چكيده به لاتين
In this thesis, the issue of incorporation of the fractional Kalman filter and non-standard finite difference discretization method and also, synchronization of fractional chaotic systems using sliding mode control will be discussed. This important because the fractional stochastic systems are still in the early stages of research. This thesis consists of two main parts.
In the first part, the non-standard finite difference discretization method is studied and its applications in the discretization of deterministic systems and stochastic systems are investigated. Then, this method for the first time is developed for stochastic systems. Due to the importance of estimating of the fractional stochastic systems and its practical application, the discretization method is merged with fractional Kalman filter. Then, using the fractional Kalman filter the states of linear stochastic systems are estimated. In order to estimate the state of nonlinear systems, this method is extended to nonlinear systems and using fractional extended Kalman filter the states of fractional chaotic systems are estimated.
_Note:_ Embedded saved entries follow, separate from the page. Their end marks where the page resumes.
impl Lease {
    fn write_to(&self, w: &mut ByteWriter) {
        w.write_bytes(self.sender_pk.as_bytes());
        self.recipient.write_to(w);
        w.write_u64(self.amount);
        w.write_u64(self.fee);
        w.write_u64(self.timestamp);
    }

    fn read_from(r: &mut ByteReader<'_>) -> Result<Self, DecodeError> {
        Ok(Self {
            sender_pk: PublicKey::new(r.read_array()?),
            recipient: Recipient::read_from(r)?,
            amount: r.read_u64()?,
            fee: r.read_u64()?,
            timestamp: r.read_u64()?,
        })
    }

    fn validate(&self) -> Result<(), ValidationError> {
        check_positive_long("amount", self.amount)?;
        check_positive_long("fee", self.fee)?;
        check_long("timestamp", self.timestamp)?;
        self.recipient.valid()
    }
}

#[derive(Debug, Clone, PartialEq, Eq, serde::Serialize, serde::Deserialize)]
pub struct LeaseWithSig {
    #[serde(skip_serializing_if = "Option::is_none")]
    pub id: Option<Digest>,
    #[serde(skip_serializing_if = "Option::is_none")]
    pub signature: Option<Signature>,
    #[serde(flatten)]
    pub lease: Lease,
}

impl LeaseWithSig {
    pub fn new(lease: Lease) -> Self {
        Self {
            id: None,
            signature: None,
            lease,
        }
    }

    pub fn unmarshal_binary(data: &[u8], scheme: Scheme) -> Result<Self, Error> {
        let mut r = ByteReader::new(data);
        let type_byte = r.read_u8().ctx("failed to unmarshal lease transaction from bytes")?;
        if type_byte != TransactionType::Lease.to_byte() {
            return Err(DecodeError::Malformed {
                entity: "lease transaction",
                reason: format!("unexpected type byte {type_byte}"),
            }
            .into());
        }
        let lease =
            Lease::read_from(&mut r).ctx("failed to unmarshal lease transaction from bytes")?;
        let signature = Signature::new(r.read_array()?);
        r.expect_end()?;

        let mut tx = Self::new(lease);
        tx.signature = Some(signature);
        tx.generate_id(scheme)?;
        Ok(tx)
    }
}

impl Transactional for LeaseWithSig {
    fn tx_type(&self) -> TransactionType {
        TransactionType::Lease
    }

    fn version(&self) -> u8 {
        1
    }

    fn id(&self) -> Option<&Digest> {
        self.id.as_ref()
    }

    fn body_bytes(&self, _scheme: Scheme) -> Result<Vec<u8>, Error> {
        let mut w = ByteWriter::new();
        w.write_u8(TransactionType::Lease.to_byte());
        self.lease.write_to(&mut w);
        Ok(w.into_vec())
    }

    fn sign(&mut self, scheme: Scheme, secret_key: &SecretKey) -> Result<(), Error> {
        let body = self.body_bytes(scheme)?;
        self.signature = Some(crypto::sign(secret_key, &body));
        self.id = Some(body_digest(&body));
        Ok(())
    }

    fn verify(&self, scheme: Scheme, public_key: &PublicKey) -> Result<bool, Error> {
        let signature = self
            .signature
            .ok_or(CryptoError::MissingSignature("lease transaction"))?;
        let body = self.body_bytes(scheme)?;
        Ok(crypto::verify(public_key, &signature, &body))
    }

    fn generate_id(&mut self, scheme: Scheme) -> Result<(), Error> {
        if self.id.is_none() {
            let body = self.body_bytes(scheme)?;
            self.id = Some(body_digest(&body));
        }
        Ok(())
    }

    fn validate(&self, _scheme: Scheme) -> Result<(), ValidationError> {
        self.lease.validate()
    }

    fn marshal_binary(&self, scheme: Scheme) -> Result<Vec<u8>, Error> {
        let signature = self
            .signature
            .ok_or(CryptoError::MissingSignature("lease transaction"))?;
        let mut w = ByteWriter::new();
        w.write_bytes(&self.body_bytes(scheme)?);
        w.write_bytes(signature.as_bytes());
        Ok(w.into_vec())
    }
}

const LEASE_PROOFS_VERSION: u8 = 2;

#[derive(Debug, Clone, PartialEq, Eq, serde::Serialize, serde::Deserialize)]
pub struct LeaseWithProofs {
    pub version: u8,
    #[serde(skip_serializing_if = "Option::is_none")]
    pub id: Option<Digest>,
    #[serde(skip_serializing_if = "Option::is_none")]
    pub proofs: Option<Proofs>,
    #[serde(flatten)]
    pub lease: Lease,
}

impl LeaseWithProofs {
    pub fn new(lease: Lease) -> Self {
        Self {
            version: LEASE_PROOFS_VERSION,
            id: None,
            proofs: None,
            lease,
        }
    }

    pub fn unmarshal_binary(data: &[u8], scheme: Scheme) -> Result<Self, Error> {
        let mut r = ByteReader::new(data);
        expect_marker_type_version(
            &mut r,
            "lease transaction",
            TransactionType::Lease,
            LEASE_PROOFS_VERSION,
        )?;
        let reserved = r.read_u8()?;
        if reserved != 0 {
            return Err(DecodeError::UnknownDiscriminant {
                entity: "lease reserved byte",
                got: reserved,
            }
            .into());
        }
        let lease =
            Lease::read_from(&mut r).ctx("failed to unmarshal lease transaction from bytes")?;
        let proofs =
            Proofs::read_from(&mut r).ctx("failed to unmarshal lease transaction from bytes")?;
        r.expect_end()?;

        let mut tx = Self::new(lease);
        tx.proofs = Some(proofs);
        tx.generate_id(scheme)?;
        Ok(tx)
    }
}

impl Transactional for LeaseWithProofs {
    fn tx_type(&self) -> TransactionType {
        TransactionType::Lease
    }

    fn version(&self) -> u8 {
        self.version
    }

    fn id(&self) -> Option<&Digest> {
        self.id.as_ref()
    }

    fn body_bytes(&self, _scheme: Scheme) -> Result<Vec<u8>, Error> {
        let mut w = ByteWriter::new();
        w.write_u8(0);
        w.write_u8(TransactionType::Lease.to_byte());
        w.write_u8(self.version);
        // Reserved byte: leases carry no asset, the slot stays zero.
        w.write_u8(0);
        self.lease.write_to(&mut w);
        Ok(w.into_vec())
    }

    fn sign(&mut self, scheme: Scheme, secret_key: &SecretKey) -> Result<(), Error> {
        let body = self.body_bytes(scheme)?;
        let mut proofs = self.proofs.take().unwrap_or_default();
        proofs.sign(secret_key, &body);
        self.proofs = Some(proofs);
        self.id = Some(body_digest(&body));
        Ok(())
    }

    fn verify(&self, scheme: Scheme, public_key: &PublicKey) -> Result<bool, Error> {
        let proofs = self
            .proofs
            .as_ref()
            .ok_or(CryptoError::MissingProofs("lease transaction"))?;
        let body = self.body_bytes(scheme)?;
        Ok(proofs.verify(public_key, &body)?)
    }

    fn generate_id(&mut self, scheme: Scheme) -> Result<(), Error> {
        if self.id.is_none() {
            let body = self.body_bytes(scheme)?;
            self.id = Some(body_digest(&body));
        }
        Ok(())
    }

    fn validate(&self, _scheme: Scheme) -> Result<(), ValidationError> {
        self.lease.validate()
    }

    fn marshal_binary(&self, scheme: Scheme) -> Result<Vec<u8>, Error> {
        let proofs = self
            .proofs
            .as_ref()
            .ok_or(CryptoError::MissingProofs("lease transaction"))?;
        let mut w = ByteWriter::new();
        w.write_bytes(&self.body_bytes(scheme)?);
        proofs.write_to(&mut w);
        Ok(w.into_vec())
    }
}

// ---------------------------------------------------------------------------
// LeaseCancel
// ---------------------------------------------------------------------------

/// Fields common to every lease-cancel generation.
#[derive(Debug, Clone, PartialEq, Eq, serde::Serialize, serde::Deserialize)]
pub struct LeaseCancel {
    pub sender_pk: PublicKey,
    pub lease_id: Digest,
    pub fee: u64,
    pub timestamp: u64,
}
In the second part of this thesis, the issue of synchronization of fractional chaotic systems is discussed. For this purpose, an adaptive-fuzzy sliding mode controller is proposed. The chaotic master and slave systems are intended as unknown systems. For this purpose, the chaotic systems are approximated using the adaptive neural fuzzy inference system. Then, using the proposed controller, the slave system is synchronized with master system.